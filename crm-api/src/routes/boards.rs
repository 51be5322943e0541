use axum::{
    extract::{Path, State},
    http::StatusCode,
    routing::{get, post, put},
    Json, Router,
};
use serde_json::Value;
use tracing::instrument;

use crate::{
    adapters::inbound::http::{ColumnResponse, MessageResponse, OkResponse},
    domain::models::{BoardFields, ColumnOrder, ColumnPatch, NewBoardRequest, NewColumn, Page},
    AppState,
};

use super::{ApiError, ApiJson};

pub fn router() -> Router<AppState> {
    Router::new()
        .route("/", post(create_board))
        .route(
            "/:board_id",
            get(get_board).put(update_board).delete(delete_board),
        )
        .route("/:board_id/columns", get(list_columns).post(add_column))
        .route("/:board_id/columns/reorder", put(reorder_columns))
        .route("/:board_id/columns/:column_id", put(update_column))
        .route("/:board_id/tasks", get(list_board_tasks))
}

#[instrument(name = "POST /boards", skip(app_state))]
async fn create_board(
    State(app_state): State<AppState>,
    ApiJson(body): ApiJson<NewBoardRequest>,
) -> Result<(StatusCode, Json<Value>), ApiError> {
    let created = app_state.boards().create(body).await?;
    Ok((StatusCode::CREATED, Json(created)))
}

#[instrument(name = "GET /boards/:board_id", skip(app_state))]
async fn get_board(
    State(app_state): State<AppState>,
    Path(board_id): Path<String>,
) -> Result<Json<Value>, ApiError> {
    let board = app_state.boards().records().get(&board_id).await?;
    Ok(Json(board))
}

#[instrument(name = "PUT /boards/:board_id", skip(app_state))]
async fn update_board(
    State(app_state): State<AppState>,
    Path(board_id): Path<String>,
    ApiJson(body): ApiJson<BoardFields>,
) -> Result<Json<Value>, ApiError> {
    let updated = app_state.boards().update(&board_id, &body).await?;
    Ok(Json(updated))
}

#[instrument(name = "DELETE /boards/:board_id", skip(app_state))]
async fn delete_board(
    State(app_state): State<AppState>,
    Path(board_id): Path<String>,
) -> Result<Json<MessageResponse>, ApiError> {
    app_state.boards().records().delete(&board_id).await?;
    Ok(Json(MessageResponse::new("Board deleted")))
}

// ============================================================================
// Columns
// ============================================================================

#[instrument(name = "GET /boards/:board_id/columns", skip(app_state))]
async fn list_columns(
    State(app_state): State<AppState>,
    Path(board_id): Path<String>,
) -> Result<Json<Vec<ColumnResponse>>, ApiError> {
    let columns = app_state.boards().columns(&board_id).await?;
    Ok(Json(columns.into_iter().map(ColumnResponse::from).collect()))
}

#[instrument(name = "POST /boards/:board_id/columns", skip(app_state))]
async fn add_column(
    State(app_state): State<AppState>,
    Path(board_id): Path<String>,
    ApiJson(body): ApiJson<NewColumn>,
) -> Result<(StatusCode, Json<ColumnResponse>), ApiError> {
    let column = app_state.boards().add_column(&board_id, body).await?;
    Ok((StatusCode::CREATED, Json(column.into())))
}

#[instrument(name = "PUT /boards/:board_id/columns/reorder", skip(app_state))]
async fn reorder_columns(
    State(app_state): State<AppState>,
    Path(board_id): Path<String>,
    ApiJson(body): ApiJson<ColumnOrder>,
) -> Result<Json<OkResponse>, ApiError> {
    app_state
        .boards()
        .reorder_columns(&board_id, &body.order)
        .await?;
    Ok(Json(OkResponse::ok()))
}

#[instrument(name = "PUT /boards/:board_id/columns/:column_id", skip(app_state))]
async fn update_column(
    State(app_state): State<AppState>,
    Path((board_id, column_id)): Path<(String, String)>,
    ApiJson(body): ApiJson<ColumnPatch>,
) -> Result<Json<ColumnResponse>, ApiError> {
    let column = app_state
        .boards()
        .update_column(&board_id, &column_id, body)
        .await?;
    Ok(Json(column.into()))
}

// ============================================================================
// Tasks
// ============================================================================

#[instrument(name = "GET /boards/:board_id/tasks", skip(app_state))]
async fn list_board_tasks(
    State(app_state): State<AppState>,
    Path(board_id): Path<String>,
) -> Result<Json<Page>, ApiError> {
    let tasks = app_state.tasks().list_for_board(&board_id).await?;
    Ok(Json(tasks))
}
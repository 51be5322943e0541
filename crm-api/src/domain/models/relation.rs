use serde::{Deserialize, Serialize};

/// A relation field as returned by the record store.
///
/// Single relations come back as one value, multi relations as an array.
/// Collections have been migrated between the two, so both are accepted.
#[derive(Debug, Clone, PartialEq, Serialize, Deserialize)]
#[serde(untagged)]
pub enum OneOrMany<T> {
    One(T),
    Many(Vec<T>),
}

impl<T> OneOrMany<T> {
    pub fn as_slice(&self) -> &[T] {
        match self {
            Self::One(value) => std::slice::from_ref(value),
            Self::Many(values) => values,
        }
    }

    pub fn first(&self) -> Option<&T> {
        self.as_slice().first()
    }
}

/// Reference to other records by id.
pub type RelationRef = OneOrMany<String>;

impl RelationRef {
    /// Whether the relation points at `id`. An empty id never matches.
    pub fn references(&self, id: &str) -> bool {
        !id.is_empty() && self.as_slice().iter().any(|value| value == id)
    }
}
mod account;
mod account_lead;
mod board;
mod collection;
mod column;
mod industry_type;
mod lead;
mod page;
mod project;
mod relation;
mod task;

pub use account::*;
pub use account_lead::*;
pub use board::*;
pub use collection::*;
pub use column::*;
pub use industry_type::*;
pub use lead::*;
pub use page::*;
pub use project::*;
pub use relation::*;
pub use task::*;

____

Instructions to follow:
State how many lines in the entries hold "http", please, with no other words.

Task output:
2